What I love about this pork roast recipe is it 1) is so easy it's silly, 2) is super inexpensive, and 3) requires just three simple ingredients. The secret main ingredient is found in a bottle and it's called sour orange juice (or sometimes bitter orange juice); in Spanish it's called Naranja Agria. Look for the Goya brand in the ethnic section of your supermarket (many carry it) or buy it on Amazon (see picture below). Sour orange juice is the base for Cuban mojo (pronounced mo-ho), a sauce that is made up of garlic, olive oil and sour orange juice.

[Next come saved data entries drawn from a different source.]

#![forbid(unsafe_code)]

//! Member copy from mixins into a consumer's augmentation.
//!
//! A copy conflicts only with the consumer's members as originally declared.
//! Two mixins supplying the same name are handled by
//! [`CrossMixinPolicy`](crate::options::CrossMixinPolicy).

use std::collections::{BTreeMap, BTreeSet};

use weave_model::{Accessor, Body, Member, MemberKind, Param, Substitution, TypeKey};

use crate::consumer::{AppliedMixin, ResolvedConsumer};
use crate::diagnostics::{DiagnosticFactory, DiagnosticSink, Severity};
use crate::options::{CrossMixinPolicy, ResolverOptions};

/// A member copied into an augmentation, tagged with the mixin it came from.
#[derive(Clone, Debug, PartialEq, Eq)]
pub struct ComposedMember {
    pub member: Member,
    pub mixin: TypeKey,
}

/// Name a member occupies in its type. Explicit interface implementations
/// live under their interface-qualified name.
fn slot_name(member: &Member) -> String {
    match &member.explicit_interface {
        Some(iface) => format!("{}.{}", iface.display(), member.name),
        None => member.name.clone(),
    }
}

fn is_copyable(member: &Member) -> bool {
    member.kind != MemberKind::Constructor && !member.is_static() && !member.is_abstract()
}

fn substitute_body(body: &Body, subst: &Substitution) -> Body {
    match body {
        Body::None => Body::None,
        Body::Block(text) => Body::Block(subst.apply(text)),
        Body::Expr(text) => Body::Expr(subst.apply(text)),
    }
}

/// Rewrites a member for a closed generic use of its mixin.
pub fn substitute_member(member: &Member, subst: &Substitution) -> Member {
    if subst.is_empty() {
        return member.clone();
    }
    let mut out = member.clone();
    out.ty = member.ty.as_deref().map(|t| subst.apply(t));
    out.params = member
        .params
        .iter()
        .map(|p| Param {
            ty: subst.apply(&p.ty),
            default: p.default.as_deref().map(|d| subst.apply(d)),
            ..p.clone()
        })
        .collect();
    out.constraints = subst.apply_all(&member.constraints);
    out.explicit_interface = member.explicit_interface.as_ref().map(|i| i.substitute(subst));
    out.body = substitute_body(&member.body, subst);
    out.initializer = member.initializer.as_deref().map(|i| subst.apply(i));
    out.accessors = member.accessors.as_ref().map(|list| {
        list.iter()
            .map(|a| Accessor {
                body: substitute_body(&a.body, subst),
                ..a.clone()
            })
            .collect()
    });
    out
}

/// Produces the ordered member sequence for one resolved consumer: mixins in
/// attribute order, members in each mixin's declaration order.
pub fn compose_members(
    resolved: &ResolvedConsumer<'_>,
    options: &ResolverOptions,
    sink: &mut dyn DiagnosticSink,
) -> Vec<ComposedMember> {
    let consumer = resolved.consumer;
    let original: BTreeSet<String> = consumer.members.iter().map(slot_name).collect();
    // slot -> position in `resolved.mixins` of the first supplier
    let mut suppliers: BTreeMap<String, usize> = BTreeMap::new();
    let mut out = Vec::new();

    for (position, applied) in resolved.mixins.iter().enumerate() {
        for member in applied.definition.decl.members.iter().filter(|m| is_copyable(m)) {
            let slot = slot_name(member);
            if original.contains(&slot) {
                sink.emit(DiagnosticFactory::member_conflict(
                    consumer,
                    member,
                    &applied.display_name(),
                ));
                continue;
            }

            if let Some(&first) = suppliers.get(&slot) {
                if first != position && !admit_duplicate(resolved, first, applied, member, options, sink) {
                    continue;
                }
            } else {
                suppliers.insert(slot, position);
            }

            out.push(ComposedMember {
                member: substitute_member(member, &applied.substitution),
                mixin: applied.definition.key(),
            });
        }
    }
    out
}

/// Applies the cross-mixin policy to a later duplicate. Returns whether the
/// member is still copied.
fn admit_duplicate(
    resolved: &ResolvedConsumer<'_>,
    first: usize,
    later: &AppliedMixin<'_>,
    member: &Member,
    options: &ResolverOptions,
    sink: &mut dyn DiagnosticSink,
) -> bool {
    let policy = options.cross_mixin_conflicts;
    if policy == CrossMixinPolicy::Allow {
        return true;
    }
    let first_name = resolved.mixins[first].display_name();
    let diagnostic = DiagnosticFactory::duplicate_mixin_member(
        resolved.consumer,
        member,
        &first_name,
        &later.display_name(),
    );
    match policy {
        CrossMixinPolicy::Reject => {
            sink.emit(diagnostic.with_severity(Severity::Error));
            false
        }
        _ => {
            sink.emit(diagnostic);
            true
        }
    }
}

We cooked our pork sous vide, but if you don't have a sous vide cooking device (here's the one we use), you can roast it for about 3 hours, just marinate the meat first overnight (I give instructions for both methods below). One of the many benefits of cooking sous vide is the ability to tenderize tough meats without drying them out. Since most of these tougher types of meat tend to be inexpensive, it’s a cost-effective way of eating. We cooked our Cuban-style pork shoulder for 36 hours at 149ºF. The result was cut-with-a-fork moist and tender meat with a beautiful citrusy flavor. We oven roasted cherry tomatoes and placed them on top just before serving. As a side, we served black beans and rice, also known as Moros y Christianos (Moors and Christians).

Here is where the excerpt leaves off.